Out With the Old, In With the View
Frappuccinos, fine dining, and feather beds, all at your new Design District.

Jim Lake drops a handful of bullet shells in my hand. I am in the Design District, one block away from the antique treasures of Slocum Street and wholesale showrooms where the uber chic have browsed high-end wares for their mansions since the ’50s. It’s where Laura Bush and Lance Armstrong go when they need a new lamp.

Lake, a developer who invested in Design District properties in 1990 – his father helped pioneer Design District development, and Allan Knight was his first tenant – explains what he found when he bought a dilapidated building off Irving Boulevard: stacks of luggage in a back store room, young Korean girls in prostitution servitude, and handfuls of bullet casings like the ones he just put in my hand.

“This area is being redeveloped before our eyes,” Lake says. 
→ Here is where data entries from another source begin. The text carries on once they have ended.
use std::collections::BTreeSet;

use chrono::{DateTime, Utc};

use crate::currency::{CurrencyCode, CurrencyNormalizer, DualAmount, RateGate};
use crate::domain::savings::latest_snapshot;
use crate::domain::{parse_amount, OwnerId, SavingsSnapshot, SubBalance};
use crate::storage::RecordStore;

use super::{ServiceError, ServiceResult};

pub struct SavingsService;

impl SavingsService {
    /// Appends a new snapshot; earlier ones are kept as history.
    pub fn record_snapshot(
        store: &dyn RecordStore,
        owner: &OwnerId,
        balances: Vec<SubBalance>,
        taken_at: DateTime<Utc>,
    ) -> ServiceResult<SavingsSnapshot> {
        if balances.is_empty() {
            return Err(ServiceError::Invalid(
                "At least one balance is required".into(),
            ));
        }
        for balance in &balances {
            if balance.label.trim().is_empty() {
                return Err(ServiceError::Invalid("Balance label is required".into()));
            }
            parse_amount(balance.amount).map_err(ServiceError::rejected)?;
        }
        let snapshot = SavingsSnapshot::new(owner.clone(), balances, taken_at);
        store.append_snapshot(&snapshot)?;
        Ok(snapshot)
    }

    pub fn current(
        store: &dyn RecordStore,
        owner: &OwnerId,
    ) -> ServiceResult<Option<SavingsSnapshot>> {
        let snapshots = store.list_snapshots(owner)?;
        Ok(latest_snapshot(&snapshots).cloned())
    }

    pub fn history(
        store: &dyn RecordStore,
        owner: &OwnerId,
    ) -> ServiceResult<Vec<SavingsSnapshot>> {
        Ok(store.list_snapshots(owner)?)
    }

    /// Latest snapshot expressed in `base`, converting each foreign currency once.
    /// Zero when nothing has been recorded.
    pub async fn current_saving(
        store: &dyn RecordStore,
        owner: &OwnerId,
        normalizer: &CurrencyNormalizer,
        base: &CurrencyCode,
    ) -> ServiceResult<f64> {
        let Some(snapshot) = Self::current(store, owner)? else {
            return Ok(0.0);
        };
        let currencies: BTreeSet<&CurrencyCode> = snapshot
            .balances
            .iter()
            .map(|balance| &balance.currency)
            .collect();
        let mut total = 0.0;
        for currency in currencies {
            let rate = normalizer.resolve(currency, base).await;
            total += rate.convert(snapshot.total_in(currency));
        }
        Ok(total)
    }

    /// `amount` in `base` paired with its converted value, once the gate holds a rate.
    pub fn dual_amount(
        gate: &RateGate,
        amount: f64,
        base: &CurrencyCode,
    ) -> Option<DualAmount> {
        gate.rate()
            .map(|rate| DualAmount::new(amount, base.clone(), rate))
    }
}

#[cfg(test)]
mod tests {
    use super::*;
    use crate::currency::{FallbackRates, RateTable, StaticRateSource};
    use crate::storage::MemoryStore;
    use chrono::TimeZone;

    fn php() -> CurrencyCode {
        CurrencyCode::new("PHP")
    }

    fn jpy() -> CurrencyCode {
        CurrencyCode::new("JPY")
    }

    #[test]
    fn rejects_invalid_balances() {
        let store = MemoryStore::new();
        let owner = OwnerId::new("u1");
        assert!(SavingsService::record_snapshot(&store, &owner, vec![], Utc::now()).is_err());
        let negative = vec![SubBalance::new("BPI", php(), -1.0)];
        assert!(SavingsService::record_snapshot(&store, &owner, negative, Utc::now()).is_err());
        let unnamed = vec![SubBalance::new(" ", php(), 1.0)];
        assert!(SavingsService::record_snapshot(&store, &owner, unnamed, Utc::now()).is_err());
    }

    #[test]
    fn current_is_most_recent_snapshot() {
        let store = MemoryStore::new();
        let owner = OwnerId::new("u1");
        let later = Utc.with_ymd_and_hms(2025, 5, 1, 0, 0, 0).unwrap();
        let earlier = Utc.with_ymd_and_hms(2025, 4, 1, 0, 0, 0).unwrap();
        let newest = SavingsService::record_snapshot(
            &store,
            &owner,
            vec![SubBalance::new("BPI", php(), 2000.0)],
            later,
        )
        .unwrap();
        SavingsService::record_snapshot(
            &store,
            &owner,
            vec![SubBalance::new("BPI", php(), 1000.0)],
            earlier,
        )
        .unwrap();
        let current = SavingsService::current(&store, &owner).unwrap().unwrap();
        assert_eq!(current.id, newest.id);
        assert_eq!(SavingsService::history(&store, &owner).unwrap().len(), 2);
    }

    #[tokio::test]
    async fn current_saving_converts_foreign_balances() {
        let store = MemoryStore::new();
        let owner = OwnerId::new("u1");
        SavingsService::record_snapshot(
            &store,
            &owner,
            vec![
                SubBalance::new("BPI", php(), 1000.0),
                SubBalance::new("Yucho", jpy(), 10000.0),
                SubBalance::new("Cash", jpy(), 5000.0),
            ],
            Utc::now(),
        )
        .unwrap();
        let source = StaticRateSource::new()
            .with_table(jpy(), RateTable::new(&jpy()).with_rate("PHP", 0.4));
        let normalizer = CurrencyNormalizer::new(Box::new(source), FallbackRates::default());
        let total = SavingsService::current_saving(&store, &owner, &normalizer, &php())
            .await
            .unwrap();
        assert!((total - 7000.0).abs() < 1e-9);
    }

    #[tokio::test]
    async fn current_saving_is_zero_without_snapshots() {
        let store = MemoryStore::new();
        let normalizer =
            CurrencyNormalizer::with_default_fallback(Box::new(StaticRateSource::new()));
        let total =
            SavingsService::current_saving(&store, &OwnerId::new("u1"), &normalizer, &php())
                .await
                .unwrap();
        assert_eq!(total, 0.0);
    }

    #[test]
    fn dual_amount_waits_for_rate() {
        let mut gate = RateGate::new();
        assert!(SavingsService::dual_amount(&gate, 100.0, &php()).is_none());
        gate.resolve(crate::currency::ResolvedRate {
            from: php(),
            to: jpy(),
            rate: 2.7,
            origin: crate::currency::RateOrigin::Fallback,
        });
        let dual = SavingsService::dual_amount(&gate, 100.0, &php()).unwrap();
        assert_eq!(dual.converted_currency, jpy());
        assert!((dual.converted - 270.0).abs() < 1e-9);
    }
}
We haven’t seen the half of it. In two or three years, he says, most of us may not even recognize the Design District. Lake is already leasing the area’s first residential lofts, a 92-unit building between Dragon and Slocum streets called Trinity Lofts with a view of the Dallas skyline and rents priced below Uptown. Behind them, he plans 20 more work/live loft units designed for artisans to live “above the store.” With the completion of Lake’s 157,640-square-foot International on Turtle Creek located at 150 Turtle Creek Blvd., the District now has its first gourmet restaurant, Margaux’s. There’s more: The city created a $33.5 million tax increment financing district for the area, called a TIF, which will include, among other things, a trail connecting the Katy Trail at Stemmons Park, continuing along the original Trinity River. Crow Holdings, which owns 26 of the area’s 160 acres, committed $6.3 million to improvements. Crow won’t confirm, but the rumor is that it is planning an office and residential development at Oak Lawn Avenue and Hi Line Drive, in the area vacated by McGannon and Brown Jordan.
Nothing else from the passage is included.